2. Jaccard Similarity Index

The Jaccard similarity index measures the similarity between two sets and can be adapted for events.

Formula:

\text{Jaccard Index} = \frac{|A \cap B|}{|A \cup B|}

where $A$ and $B$ are the sets of dates on which events occur.

For multiple events, you can generalize this by averaging the pairwise Jaccard indices.

3. Dice Coefficient

The Dice coefficient is another measure of similarity that can be used for co-occurrence.

Formula:

\text{Dice Coefficient} = \frac{2 \cdot |A \cap B|}{|A| + |B|}

4. Average Pairwise Co-occurrence

Calculate the average number of co-occurrences across all pairs of events.

Steps:

Create a Co-occurrence Matrix: For all pairs of events.
Compute the Average Co-occurrence: Sum the co-occurrences of all pairs and divide by the number of pairs.

Formula:

\text{Average Pairwise Co-occurrence} = \frac{\sum_{i \neq j} \text{Co-occurrence}_{ij}}{\text{Number of Pairs}}

5. Correlation of Event Presence

Compute the average pairwise correlation between events.

Steps:

Binary Presence Matrix: Create a binary matrix where rows represent dates and columns represent events.
Compute Pairwise Correlations: Calculate the Pearson or Spearman correlation between each pair of event columns.
Average Correlations: Compute the average of these correlations.

Example Using Python

Here’s an example of how to compute the Average Pairwise Co-occurrence:

import pandas as pd

# Sample data
data = {
    'Date': ['2024-08-01', '2024-08-02', '2024-08-03'],
    'Event 1': [1, 1, 0],
    'Event 2': [0, 1, 1],
    'Event 3': [1, 0, 1]
}

df = pd.DataFrame(data)

# Co-occurrence calculation
co_occurrence_matrix = pd.DataFrame(index=['Event 1', 'Event 2', 'Event 3'], columns=['Event 1', 'Event 2', 'Event 3'], data=0)

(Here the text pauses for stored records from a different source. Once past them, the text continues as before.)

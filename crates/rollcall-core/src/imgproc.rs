//! Grayscale frame decode and pixel-level helpers — resize, crop.

use thiserror::Error;

/// A decoded grayscale frame.
#[derive(Debug, Clone)]
pub struct GrayFrame {
    /// Grayscale pixel data (width * height bytes), row-major.
    pub data: Vec<u8>,
    pub width: u32,
    pub height: u32,
}

#[derive(Error, Debug)]
pub enum DecodeError {
    #[error("empty image payload")]
    Empty,
    #[error("undecodable image: {0}")]
    Undecodable(#[from] image::ImageError),
}

/// Decode encoded image bytes (JPEG, PNG, ...) into a grayscale frame.
///
/// Color input is converted via the standard luma weighting. Garbage
/// bytes are a typed error, never a panic.
pub fn decode_gray(bytes: &[u8]) -> Result<GrayFrame, DecodeError> {
    if bytes.is_empty() {
        return Err(DecodeError::Empty);
    }
    let gray = image::load_from_memory(bytes)?.to_luma8();
    let (width, height) = gray.dimensions();
    Ok(GrayFrame {
        data: gray.into_raw(),
        width,
        height,
    })
}

/// Resize a grayscale buffer using bilinear interpolation.
///
/// Sub-pixel sampling at pixel centers preserves edge sharpness for the
/// small face crops this feeds.
pub fn resize_bilinear(src: &[u8], src_w: u32, src_h: u32, dst_w: u32, dst_h: u32) -> Vec<u8> {
    let (sw, sh) = (src_w as usize, src_h as usize);
    let (dw, dh) = (dst_w as usize, dst_h as usize);
    if sw == 0 || sh == 0 || dw == 0 || dh == 0 || src.len() < sw * sh {
        return vec![0u8; dw * dh];
    }

    let scale_x = sw as f32 / dw as f32;
    let scale_y = sh as f32 / dh as f32;

    let mut out = vec![0u8; dw * dh];
    for y in 0..dh {
        let src_y = (y as f32 + 0.5) * scale_y - 0.5;
        let y0 = (src_y.floor() as i32).clamp(0, sh as i32 - 1) as usize;
        let y1 = (y0 + 1).min(sh - 1);
        let fy = (src_y - src_y.floor()).clamp(0.0, 1.0);

        for x in 0..dw {
            let src_x = (x as f32 + 0.5) * scale_x - 0.5;
            let x0 = (src_x.floor() as i32).clamp(0, sw as i32 - 1) as usize;
            let x1 = (x0 + 1).min(sw - 1);
            let fx = (src_x - src_x.floor()).clamp(0.0, 1.0);

            let tl = src[y0 * sw + x0] as f32;
            let tr = src[y0 * sw + x1] as f32;
            let bl = src[y1 * sw + x0] as f32;
            let br = src[y1 * sw + x1] as f32;

            let val = tl * (1.0 - fx) * (1.0 - fy)
                + tr * fx * (1.0 - fy)
                + bl * (1.0 - fx) * fy
                + br * fx * fy;

            out[y * dw + x] = val.round().clamp(0.0, 255.0) as u8;
        }
    }
    out
}

/// Extract a rectangular region from a frame, clamped to the frame bounds.
///
/// Returns the cropped buffer and its actual dimensions; a region fully
/// outside the frame yields (empty, 0, 0).
pub fn crop_region(frame: &GrayFrame, x: i32, y: i32, width: u32, height: u32) -> (Vec<u8>, u32, u32) {
    let fw = frame.width as i64;
    let fh = frame.height as i64;

    let x0 = (x as i64).clamp(0, fw);
    let y0 = (y as i64).clamp(0, fh);
    let x1 = (x as i64 + width as i64).clamp(0, fw);
    let y1 = (y as i64 + height as i64).clamp(0, fh);

    let cw = (x1 - x0) as usize;
    let ch = (y1 - y0) as usize;
    if cw == 0 || ch == 0 {
        return (Vec::new(), 0, 0);
    }

    let stride = frame.width as usize;
    let mut out = Vec::with_capacity(cw * ch);
    for row in y0 as usize..y1 as usize {
        let start = row * stride + x0 as usize;
        out.extend_from_slice(&frame.data[start..start + cw]);
    }
    (out, cw as u32, ch as u32)
}

#[cfg(test)]
mod tests {
    use super::*;
    use std::io::Cursor;

    fn frame(width: u32, height: u32, fill: u8) -> GrayFrame {
        GrayFrame {
            data: vec![fill; (width * height) as usize],
            width,
            height,
        }
    }

    #[test]
    fn test_decode_gray_png() {
        let img = image::GrayImage::from_pixel(32, 24, image::Luma([77u8]));
        let mut bytes = Vec::new();
        image::DynamicImage::ImageLuma8(img)
            .write_to(&mut Cursor::new(&mut bytes), image::ImageFormat::Png)
            .unwrap();

        let frame = decode_gray(&bytes).unwrap();
        assert_eq!(frame.width, 32);
        assert_eq!(frame.height, 24);
        assert!(frame.data.iter().all(|&p| p == 77));
    }

    #[test]
    fn test_decode_gray_garbage() {
        let result = decode_gray(b"definitely not an image");
        assert!(matches!(result, Err(DecodeError::Undecodable(_))));
    }

    #[test]
    fn test_decode_gray_empty() {
        assert!(matches!(decode_gray(&[]), Err(DecodeError::Empty)));
    }

    #[test]
    fn test_resize_uniform_stays_uniform() {
        let src = vec![128u8; 100 * 100];
        let out = resize_bilinear(&src, 100, 100, 200, 200);
        assert_eq!(out.len(), 200 * 200);
        assert!(out.iter().all(|&p| p == 128), "uniform resize should stay uniform");
    }

    #[test]
    fn test_resize_identity_dims() {
        let src: Vec<u8> = (0..16).collect();
        let out = resize_bilinear(&src, 4, 4, 4, 4);
        assert_eq!(out, src);
    }

    #[test]
    fn test_resize_downscale_averages() {
        // 2x2 blocks of constant value downscale to those values.
        let mut src = vec![0u8; 4 * 4];
        for y in 0..4 {
            for x in 0..4 {
                src[y * 4 + x] = if x < 2 { 10 } else { 250 };
            }
        }
        let out = resize_bilinear(&src, 4, 4, 2, 2);
        assert_eq!(out[0], 10);
        assert_eq!(out[1], 250);
    }

    #[test]
    fn test_crop_inside() {
        let mut f = frame(10, 10, 0);
        f.data[3 * 10 + 4] = 255;
        let (crop, w, h) = crop_region(&f, 4, 3, 2, 2);
        assert_eq!((w, h), (2, 2));
        assert_eq!(crop[0], 255);
    }

    #[test]
    fn test_crop_clamps_to_frame() {
        let f = frame(10, 10, 9);
        let (crop, w, h) = crop_region(&f, 8, 8, 5, 5);
        assert_eq!((w, h), (2, 2));
        assert_eq!(crop.len(), 4);
    }

    #[test]
    fn test_crop_negative_origin() {
        let f = frame(10, 10, 9);
        let (crop, w, h) = crop_region(&f, -3, -3, 5, 5);
        assert_eq!((w, h), (2, 2));
        assert_eq!(crop.len(), 4);
    }

    #[test]
    fn test_crop_fully_outside() {
        let f = frame(10, 10, 9);
        let (crop, w, h) = crop_region(&f, 20, 20, 5, 5);
        assert!(crop.is_empty());
        assert_eq!((w, h), (0, 0));
    }
}
//! Output Writer - Shared Output Directory
//!
//! Workers hash their images in parallel; the file writes go through one lock.

use parking_lot::Mutex;
use serde::Serialize;
use std::fs;
use std::path::{Path, PathBuf};
use thiserror::Error;

use crate::hashing::{sha256_hex, verify_manifest};
use crate::metadata::{EditionMetadata, RunManifest};

pub const METADATA_FILE: &str = "_metadata.json";
pub const MANIFEST_FILE: &str = "_manifest.json";

#[derive(Debug, Error)]
pub enum OutputError {
    #[error("Failed to write {path}: {source}")]
    Io {
        path: PathBuf,
        #[source]
        source: std::io::Error,
    },

    #[error("Serialization error: {0}")]
    Serialization(#[from] serde_json::Error),

    #[error("Manifest {path} does not match its manifestHash")]
    ManifestMismatch { path: PathBuf },
}

pub struct OutputWriter {
    dir: PathBuf,
    lock: Mutex<()>,
}

impl OutputWriter {
    pub fn create(dir: impl Into<PathBuf>) -> Result<Self, OutputError> {
        let dir = dir.into();
        fs::create_dir_all(&dir).map_err(|source| OutputError::Io { path: dir.clone(), source })?;
        Ok(Self { dir, lock: Mutex::new(()) })
    }

    pub fn dir(&self) -> &Path {
        &self.dir
    }

    /// Write `<edition>.<ext>` and return the SHA-256 of its bytes.
    pub fn write_image(&self, edition: u32, extension: &str, bytes: &[u8]) -> Result<String, OutputError> {
        let hash = sha256_hex(bytes);
        let path = self.dir.join(format!("{}.{}", edition, extension));

        let _guard = self.lock.lock();
        fs::write(&path, bytes).map_err(|source| OutputError::Io { path, source })?;
        Ok(hash)
    }

    pub fn write_metadata(&self, metadata: &[EditionMetadata]) -> Result<PathBuf, OutputError> {
        self.write_json(METADATA_FILE, metadata)
    }

    pub fn write_manifest(&self, manifest: &RunManifest) -> Result<PathBuf, OutputError> {
        self.write_json(MANIFEST_FILE, manifest)
    }

    fn write_json<T: Serialize + ?Sized>(&self, file_name: &str, value: &T) -> Result<PathBuf, OutputError> {
        let path = self.dir.join(file_name);
        let json = serde_json::to_string_pretty(value)?;

        let _guard = self.lock.lock();
        fs::write(&path, json).map_err(|source| OutputError::Io { path: path.clone(), source })?;
        Ok(path)
    }
}

/// Read a manifest written by an earlier run. Edited manifests are rejected.
pub fn read_manifest(path: &Path) -> Result<RunManifest, OutputError> {
    let content = fs::read_to_string(path).map_err(|source| OutputError::Io {
        path: path.to_path_buf(),
        source,
    })?;
    let manifest: RunManifest = serde_json::from_str(&content)?;
    if !verify_manifest(&manifest)? {
        return Err(OutputError::ManifestMismatch { path: path.to_path_buf() });
    }
    Ok(manifest)
}
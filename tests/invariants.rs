//! Contract Invariant Tests
//!
//! These tests verify the non-negotiable guarantees against a catalog loaded
//! from real PNG files.

use image::{Rgba, RgbaImage};
use std::collections::{HashMap, HashSet};
use std::ops::RangeInclusive;
use std::path::Path;

use layerforge_core::{
    output::{read_manifest, MANIFEST_FILE, METADATA_FILE},
    CollectionConfig, EditionRecord, GenerationError, GenerationMode, GenerationPipeline, LayerCatalog,
    ObstructionRules, OutputWriter, UniquenessLedger,
};

const TIERS: [(&str, &str); 3] = [("super_rare", "s"), ("rare", "r"), ("original", "o")];

/// `<dir>/<layer>/<tier>/<short>_<t><n>.png`, one tiny solid-colour image per element.
fn write_layer(dir: &Path, layer: &str, short: &str, per_tier: usize) {
    for (rarity, tier) in TIERS {
        let tier_dir = dir.join(layer).join(rarity);
        std::fs::create_dir_all(&tier_dir).unwrap();
        for i in 0..per_tier {
            let shade = (i * 40) as u8;
            RgbaImage::from_pixel(4, 4, Rgba([shade, 255 - shade, 128, 200]))
                .save(tier_dir.join(format!("{}_{}{}.png", short, tier, i)))
                .unwrap();
        }
    }
}

fn config_json(layers_dir: &Path, layers: &[&str], obstructions: &str) -> String {
    let layers: Vec<String> = layers
        .iter()
        .map(|l| format!(r#"{{"id": "{}", "size": {{"width": 8, "height": 8}}}}"#, l))
        .collect();
    format!(
        r#"{{
            "name": "eyeballs",
            "description": "Generated test collection",
            "baseImageUri": "https://example.com/nft",
            "width": 8,
            "height": 8,
            "editionSize": 10,
            "editionDnaPrefix": "0",
            "rarities": [
                {{"id": "super_rare", "from": 1, "to": 1}},
                {{"id": "rare", "from": 2, "to": 5}},
                {{"id": "original", "from": 6, "to": 10}}
            ],
            "layers": [{}],
            "obstructions": {},
            "layersDir": {},
            "workers": 4
        }}"#,
        layers.join(", "),
        obstructions,
        serde_json::to_string(layers_dir).unwrap(),
    )
}

fn config(layers_dir: &Path, layers: &[&str], obstructions: &str, mode: GenerationMode, seed: Option<u64>) -> CollectionConfig {
    let mut config = CollectionConfig::from_json(&config_json(layers_dir, layers, obstructions)).unwrap();
    config.mode = mode;
    config.seed = seed;
    config
}

/// Two layers with five elements per tier.
fn two_layer_fixture(dir: &Path) {
    write_layer(dir, "ball", "ball", 5);
    write_layer(dir, "eye color", "eye", 5);
}

const OBSTRUCTIONS: &str = r#"[["ball_o0", "eye_o0"], ["ball_r1", "eye_r1"]]"#;

fn run(config: CollectionConfig, out: &Path) -> Vec<EditionRecord> {
    let pipeline = GenerationPipeline::from_config(config).unwrap();
    let writer = OutputWriter::create(out).unwrap();
    let mut ledger = UniquenessLedger::new();
    pipeline.run(&mut ledger, &writer).unwrap().records
}

fn assert_batch_valid(records: &[EditionRecord], expected: RangeInclusive<u32>, catalog: &LayerCatalog, rules: &ObstructionRules) {
    let mut editions: Vec<u32> = records.iter().map(|r| r.edition).collect();
    editions.sort_unstable();
    assert_eq!(editions, expected.collect::<Vec<_>>(), "each edition exactly once");

    let mut seen: HashMap<&str, HashSet<String>> = HashMap::new();
    for r in records {
        assert!(
            seen.entry(&r.rarity).or_default().insert(r.dna.key()),
            "duplicate DNA {} within {}",
            r.dna,
            r.rarity
        );

        let names: HashSet<&str> = catalog
            .layers()
            .iter()
            .zip(r.dna.ids())
            .map(|(layer, id)| layer.find_element(id).unwrap().name.as_str())
            .collect();
        assert!(rules.violated_by(&names).is_none(), "edition {} is obstructed", r.edition);
    }
}

#[test]
fn invariant_schedule_assigns_tiers_by_inverted_slot() {
    let dir = tempfile::tempdir().unwrap();
    write_layer(dir.path(), "ball", "ball", 5);
    let config = config(dir.path(), &["ball"], "[]", GenerationMode::Sequential, Some(1));
    let pipeline = GenerationPipeline::from_config(config).unwrap();

    let tiers: Vec<&str> = (1..=10)
        .map(|e| pipeline.schedule().rarity_for_edition(e).unwrap().as_str())
        .collect();
    assert_eq!(tiers[0], "super_rare");
    assert!(tiers[1..5].iter().all(|t| *t == "rare"));
    assert!(tiers[5..].iter().all(|t| *t == "original"));

    // stable across calls
    assert_eq!(pipeline.schedule().rarity_for_edition(1).unwrap(), "super_rare");
}

#[test]
fn invariant_single_layer_batch_fills_every_edition() {
    let dir = tempfile::tempdir().unwrap();
    write_layer(dir.path(), "ball", "ball", 5);
    let out = dir.path().join("out");
    let config = config(dir.path(), &["ball"], "[]", GenerationMode::Parallel, None);
    let reference = GenerationPipeline::from_config(config.clone()).unwrap();

    let records = run(config, &out);
    assert_eq!(records.len(), 10);
    let catalog = reference.catalog();
    assert_batch_valid(&records, 1..=10, catalog, &ObstructionRules::default());
    for r in &records {
        assert_eq!(&r.rarity, reference.schedule().rarity_for_edition(r.edition).unwrap());
        // the element really comes from the edition's tier
        let ball = catalog.get("ball").unwrap();
        assert!(ball.elements_for(&r.rarity).iter().any(|e| e.id == r.dna.ids()[0]));
        assert!(out.join(format!("{}.png", r.edition)).exists());
    }
}

#[test]
fn invariant_sequential_and_parallel_are_both_valid() {
    let dir = tempfile::tempdir().unwrap();
    two_layer_fixture(dir.path());

    for (i, mode) in [GenerationMode::Sequential, GenerationMode::Parallel].into_iter().enumerate() {
        let config = config(dir.path(), &["ball", "eye color"], OBSTRUCTIONS, mode, Some(7));
        let pipeline = GenerationPipeline::from_config(config.clone()).unwrap();
        let records = run(config, &dir.path().join(format!("out{}", i)));

        let rules = ObstructionRules::from_names(&pipeline.config().obstructions).resolve(pipeline.catalog());
        assert!(rules.groups().iter().all(|g| g.is_active()));
        assert_batch_valid(&records, 1..=10, pipeline.catalog(), &rules);
    }
}

#[test]
fn invariant_seeded_runs_are_reproducible() {
    let dir = tempfile::tempdir().unwrap();
    two_layer_fixture(dir.path());

    let outputs: Vec<Vec<(u32, String, String)>> = (0..2)
        .map(|i| {
            let config = config(dir.path(), &["ball", "eye color"], OBSTRUCTIONS, GenerationMode::Parallel, Some(99));
            run(config, &dir.path().join(format!("run{}", i)))
                .into_iter()
                .map(|r| (r.edition, r.dna.key(), r.image_hash))
                .collect()
        })
        .collect();

    assert_eq!(outputs[0], outputs[1]);
}

#[test]
fn invariant_metadata_and_manifest_written() {
    let dir = tempfile::tempdir().unwrap();
    two_layer_fixture(dir.path());
    let out = dir.path().join("out");
    let config = config(dir.path(), &["ball", "eye color"], OBSTRUCTIONS, GenerationMode::Parallel, Some(3));
    let records = run(config, &out);

    let metadata: serde_json::Value =
        serde_json::from_str(&std::fs::read_to_string(out.join(METADATA_FILE)).unwrap()).unwrap();
    let entries = metadata.as_array().unwrap();
    assert_eq!(entries.len(), 10);
    for entry in entries {
        let edition = entry["edition"].as_str().unwrap();
        assert_eq!(entry["name"], format!("#{}", edition));
        assert_eq!(entry["image"], format!("https://example.com/nft/{}", edition));
        assert_eq!(entry["description"], "Generated test collection");
        let attributes = entry["attributes"].as_array().unwrap();
        assert_eq!(attributes[0]["trait_type"], "ball");
        assert_eq!(attributes[1]["trait_type"], "eye color");
    }

    let manifest = read_manifest(&out.join(MANIFEST_FILE)).unwrap();
    assert_eq!(manifest.editions.len(), 10);
    assert_eq!(manifest.manifest_hash.len(), 64);
    for r in &records {
        let bytes = std::fs::read(out.join(format!("{}.png", r.edition))).unwrap();
        assert_eq!(layerforge_core::hashing::sha256_hex(&bytes), r.image_hash);
        let img = image::load_from_memory(&bytes).unwrap();
        assert_eq!((img.width(), img.height()), (8, 8));
    }
}

#[test]
fn invariant_resume_extends_collection_without_repeating_dna() {
    let dir = tempfile::tempdir().unwrap();
    two_layer_fixture(dir.path());

    let first = dir.path().join("first");
    run(
        config(dir.path(), &["ball", "eye color"], OBSTRUCTIONS, GenerationMode::Parallel, Some(1)),
        &first,
    );
    let manifest = read_manifest(&first.join(MANIFEST_FILE)).unwrap();

    // second batch continues the numbering at 11
    let mut next = config(dir.path(), &["ball", "eye color"], OBSTRUCTIONS, GenerationMode::Parallel, Some(1));
    next.start_edition_from = 11;
    let pipeline = GenerationPipeline::from_config(next).unwrap();
    let validation = pipeline.validate();
    assert!(validation.valid, "{:?}", validation.violations);

    let writer = OutputWriter::create(dir.path().join("second")).unwrap();
    let mut ledger = UniquenessLedger::from_manifest(&manifest);
    let second = pipeline.run(&mut ledger, &writer).unwrap();

    let rules = ObstructionRules::from_names(&pipeline.config().obstructions).resolve(pipeline.catalog());
    assert_batch_valid(&second.records, 11..=20, pipeline.catalog(), &rules);

    // edition 10 + e gets the tier edition e got
    let first_tiers: HashMap<u32, &str> = manifest.editions.iter().map(|e| (e.edition, e.rarity.as_str())).collect();
    for r in &second.records {
        assert_eq!(r.rarity, first_tiers[&(r.edition - 10)], "edition {}", r.edition);
        assert!(dir.path().join("second").join(format!("{}.png", r.edition)).exists());
    }

    let previous: HashSet<(String, String)> =
        manifest.editions.iter().map(|e| (e.rarity.clone(), e.dna.key())).collect();
    for r in &second.records {
        assert!(!previous.contains(&(r.rarity.clone(), r.dna.key())), "edition {} repeats", r.edition);
    }
    assert_eq!(ledger.total(), 20);
}

#[test]
fn invariant_edited_manifest_is_rejected() {
    let dir = tempfile::tempdir().unwrap();
    write_layer(dir.path(), "ball", "ball", 5);
    let out = dir.path().join("out");
    run(config(dir.path(), &["ball"], "[]", GenerationMode::Sequential, Some(4)), &out);

    let path = out.join(MANIFEST_FILE);
    let mut value: serde_json::Value = serde_json::from_str(&std::fs::read_to_string(&path).unwrap()).unwrap();
    value["editions"][0]["rarity"] = serde_json::Value::String("rare".to_string());
    std::fs::write(&path, serde_json::to_string_pretty(&value).unwrap()).unwrap();

    let err = read_manifest(&path).unwrap_err();
    assert!(matches!(err, layerforge_core::OutputError::ManifestMismatch { .. }));
}

#[test]
fn invariant_run_calls_validate() {
    // 3 elements per tier on one layer cannot hold 4 rare editions
    let dir = tempfile::tempdir().unwrap();
    write_layer(dir.path(), "ball", "ball", 3);
    let config = config(dir.path(), &["ball"], "[]", GenerationMode::Parallel, Some(1));
    let pipeline = GenerationPipeline::from_config(config).unwrap();

    let validation = pipeline.validate();
    assert!(!validation.valid);
    assert!(validation.violations.iter().any(|v| v.rule == "capacity"));

    let out = dir.path().join("out");
    let writer = OutputWriter::create(&out).unwrap();
    let err = pipeline.run(&mut UniquenessLedger::new(), &writer).unwrap_err();
    assert!(matches!(err, GenerationError::ValidationFailed(_)));
    assert!(!out.join(METADATA_FILE).exists());
}

#[test]
fn invariant_exhausted_tier_is_bounded() {
    let dir = tempfile::tempdir().unwrap();
    write_layer(dir.path(), "ball", "ball", 3);

    let mut sequential = config(dir.path(), &["ball"], "[]", GenerationMode::Sequential, Some(1));
    sequential.max_attempts = 100;
    let pipeline = GenerationPipeline::from_config(sequential).unwrap();
    let writer = OutputWriter::create(dir.path().join("seq")).unwrap();
    let err = pipeline.generate(1..11, &mut UniquenessLedger::new(), &writer).unwrap_err();
    assert!(matches!(err, GenerationError::AttemptsExhausted { ref rarity, .. } if rarity == "rare"));

    let mut parallel = config(dir.path(), &["ball"], "[]", GenerationMode::Parallel, Some(1));
    parallel.max_attempts = 20;
    let pipeline = GenerationPipeline::from_config(parallel).unwrap();
    let writer = OutputWriter::create(dir.path().join("par")).unwrap();
    let err = pipeline.generate(1..11, &mut UniquenessLedger::new(), &writer).unwrap_err();
    assert!(matches!(err, GenerationError::RoundsExhausted { rounds: 20, .. }));
}

#[test]
fn invariant_missing_tier_is_catalog_exhausted() {
    let dir = tempfile::tempdir().unwrap();
    write_layer(dir.path(), "ball", "ball", 5);
    std::fs::remove_dir_all(dir.path().join("ball").join("super_rare")).unwrap();

    let config = config(dir.path(), &["ball"], "[]", GenerationMode::Sequential, Some(1));
    let pipeline = GenerationPipeline::from_config(config).unwrap();
    assert!(pipeline.validate().violations.iter().any(|v| v.rule == "element_pool"));

    let writer = OutputWriter::create(dir.path().join("out")).unwrap();
    let err = pipeline.generate(1..2, &mut UniquenessLedger::new(), &writer).unwrap_err();
    assert!(matches!(err, GenerationError::Dna { edition: 1, .. }));
    assert!(err.to_string().contains("ball"));
}
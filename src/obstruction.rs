//! Obstruction Rules - Trait Names That Must Not Co-occur

use std::collections::{BTreeSet, HashSet};
use tracing::warn;

use crate::catalog::LayerCatalog;

#[derive(Debug, Clone, PartialEq, Eq)]
pub struct ObstructionGroup {
    names: BTreeSet<String>,
    /// Groups naming an element absent from the catalog can never complete.
    active: bool,
}

impl ObstructionGroup {
    pub fn new<I, S>(names: I) -> Self
    where
        I: IntoIterator<Item = S>,
        S: Into<String>,
    {
        Self {
            names: names.into_iter().map(Into::into).collect(),
            active: true,
        }
    }

    pub fn names(&self) -> impl Iterator<Item = &str> {
        self.names.iter().map(String::as_str)
    }

    pub fn is_active(&self) -> bool {
        self.active
    }

    /// True when adding `candidate` to `selected` would contain every name of the group.
    pub fn completed_by(&self, selected: &HashSet<&str>, candidate: &str) -> bool {
        self.active
            && self.names.contains(candidate)
            && self
                .names
                .iter()
                .all(|n| n == candidate || selected.contains(n.as_str()))
    }
}

#[derive(Debug, Clone, Default)]
pub struct ObstructionRules {
    groups: Vec<ObstructionGroup>,
}

impl ObstructionRules {
    pub fn new(groups: Vec<ObstructionGroup>) -> Self {
        Self { groups }
    }

    pub fn from_names(groups: &[Vec<String>]) -> Self {
        Self::new(groups.iter().map(|g| ObstructionGroup::new(g.iter().cloned())).collect())
    }

    /// Deactivate groups that reference names the catalog does not contain.
    pub fn resolve(mut self, catalog: &LayerCatalog) -> Self {
        let known = catalog.element_names();
        for group in &mut self.groups {
            let unknown: Vec<&str> = group.names().filter(|n| !known.contains(n)).collect();
            if !unknown.is_empty() {
                warn!(?unknown, "Obstruction group references unknown elements, it will never trigger");
                group.active = false;
            }
        }
        self
    }

    pub fn groups(&self) -> &[ObstructionGroup] {
        &self.groups
    }

    pub fn blocks(&self, selected: &HashSet<&str>, candidate: &str) -> bool {
        self.groups.iter().any(|g| g.completed_by(selected, candidate))
    }

    /// Check a finished name set against every active group.
    pub fn violated_by(&self, names: &HashSet<&str>) -> Option<&ObstructionGroup> {
        self.groups
            .iter()
            .find(|g| g.active && g.names.iter().all(|n| names.contains(n.as_str())))
    }
}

for event1 in co_occurrence_matrix.index:
    for event2 in co_occurrence_matrix.columns:
        if event1 != event2:
            co_occurrence_matrix.loc[event1, event2] = ((df[event1] == 1) & (df[event2] == 1)).sum()

# Average Pairwise Co-occurrence
num_pairs = len(co_occurrence_matrix.index) * (len(co_occurrence_matrix.index) - 1) / 2
total_co_occurrences = co_occurrence_matrix.where(np.triu(np.ones_like(co_occurrence_matrix, dtype=bool), k=1)).stack().sum()

average_pairwise_co_occurrence = total_co_occurrences / num_pairs

print("Average Pairwise Co-occurrence:", average_pairwise_co_occurrence)

In this script:

co_occurrence_matrix is used to count the co-occurrence of each event pair.
average_pairwise_co_occurrence is computed by dividing the total co-occurrence by the number of pairs.

Choose the method that best fits your data and goals. Each method provides a different perspective on how often events co-occur.

brishtibheja commented 2 months ago

How is retention higher for double weighted? You said this might be some error, is it error?

Also, about clustering, it seems you're counting the number of unique intervals due cards at a particular date has. For example, among all the cards scheduled for today how many have unique intervals. How about "among all the cards rated today, how many have unique intervals"?

edit: ngl chatgpt can be a boon to creativity.

Expertium commented 2 months ago

How is retention higher for double weighted? You said this might be some error, is it error?

Later, once I have a good metric for clustering, I'll re-run everything with 150 samples instead of 20, to get a definitive answer. For now, I'm thinking about quantifying clustering.

Expertium commented 2 months ago

Pairwise comparisons sound like a huge pain to implement, not to mention the computational complexity. If there are 10 000 reviews, that's (10 000 * 9 999) / 2 = 49 995 000 pairs. Even if I could implement it, it would likely slow the simulation down. But I'll see what I can do.

Expertium commented 2 months ago

Ok, I figured out a way of doing this. I'm not saying I figured out a good way, though.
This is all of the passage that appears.